#### Activity
Number of lines with the string "Debug" in the entries below: report it, and nothing besides.

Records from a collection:
======

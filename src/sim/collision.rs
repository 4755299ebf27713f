//! Collision detection for the bird and the pipe pool
//!
//! Everything is axis-aligned. Intersection uses open intervals: rectangles
//! that only share an edge do not collide. The screen bounds are the one
//! exception, where touching the ceiling or the floor already counts.

use glam::Vec2;
use serde::{Deserialize, Serialize};

use super::pipes::PipePool;
use super::state::{Bird, Viewport};

/// Axis-aligned rectangle in viewport pixels (y grows downward)
#[derive(Debug, Clone, Copy, PartialEq, Default, Serialize, Deserialize)]
pub struct Rect {
    pub left: f32,
    pub top: f32,
    pub right: f32,
    pub bottom: f32,
}

impl Rect {
    pub const fn new(left: f32, top: f32, right: f32, bottom: f32) -> Self {
        Self {
            left,
            top,
            right,
            bottom,
        }
    }

    /// Square of half-size `half` centered on `center`
    pub fn around(center: Vec2, half: f32) -> Self {
        Self::new(
            center.x - half,
            center.y - half,
            center.x + half,
            center.y + half,
        )
    }

    /// True for zero-area or inverted rectangles
    pub fn is_empty(&self) -> bool {
        self.left >= self.right || self.top >= self.bottom
    }

    /// Strict overlap test: shared edges with zero overlap area don't count
    pub fn intersects(&self, other: &Rect) -> bool {
        self.left < other.right
            && other.left < self.right
            && self.top < other.bottom
            && other.top < self.bottom
    }
}

/// What ended the run
#[derive(Debug, Clone, Copy, PartialEq, Eq, Serialize, Deserialize)]
pub enum CrashCause {
    /// Bird touched the top of the screen
    Ceiling,
    /// Bird touched the bottom of the screen
    Floor,
    /// Bird hit a pipe segment (slot index)
    Pipe { index: usize },
}

/// Check the bird's box against the screen bounds
pub fn bird_bounds_collision(bird: &Rect, viewport_height: f32) -> Option<CrashCause> {
    if bird.top <= 0.0 {
        Some(CrashCause::Ceiling)
    } else if bird.bottom >= viewport_height {
        Some(CrashCause::Floor)
    } else {
        None
    }
}

/// Check the bird's box against both segments of every pipe
pub fn bird_pipe_collision(
    bird: &Rect,
    pool: &PipePool,
    viewport_height: f32,
) -> Option<CrashCause> {
    pool.pipes().iter().enumerate().find_map(|(index, pipe)| {
        let top = pipe.top_rect(pool.width());
        let bottom = pipe.bottom_rect(pool.width(), pool.gap(), viewport_height);
        (bird.intersects(&top) || bird.intersects(&bottom)).then_some(CrashCause::Pipe { index })
    })
}

/// Full per-tick collision check, bounds first
pub fn check_collision(bird: &Bird, pool: &PipePool, viewport: Viewport) -> Option<CrashCause> {
    let rect = bird.rect();
    bird_bounds_collision(&rect, viewport.height)
        .or_else(|| bird_pipe_collision(&rect, pool, viewport.height))
}
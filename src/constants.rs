// -*- mode: rust; -*-
//
// This file is part of ec-zvp.
// See LICENSE for licensing information.

//! Well-known analysis curves.
//!
//! Real deployment curves make distinguishing experiments slow to grind
//! through; the 64-bit curve below has a prime order and cofactor one,
//! and is small enough that factor sets, ZVP points and distinguishing
//! tables compute in moments while still exercising every code path a
//! full-size curve would.

use num_bigint::BigUint;

use crate::curve::WeierstrassCurve;
use crate::errors::Error;

fn hex(s: &[u8]) -> BigUint {
    BigUint::parse_bytes(s, 16).expect("constant is valid hex")
}

/// The 64-bit test curve used throughout the test suite and examples.
///
/// `p = 0xc50de883f0e7b167`, `a = 0x4833d7aa73fa6694`,
/// `b = 0xa6c44a61c5323f6a`, generator
/// `(0x5fd1f7d38d4f2333, 0x21f43957d7e20ceb)`,
/// order `n = 0xc50de885003b80eb`, cofactor `1`.
pub fn zvp_test_curve() -> Result<WeierstrassCurve, Error> {
    WeierstrassCurve::new(
        hex(b"c50de883f0e7b167"),
        hex(b"4833d7aa73fa6694"),
        hex(b"a6c44a61c5323f6a"),
        hex(b"5fd1f7d38d4f2333"),
        hex(b"21f43957d7e20ceb"),
        hex(b"c50de885003b80eb"),
        BigUint::from(1u32),
    )
}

======

#### Result
2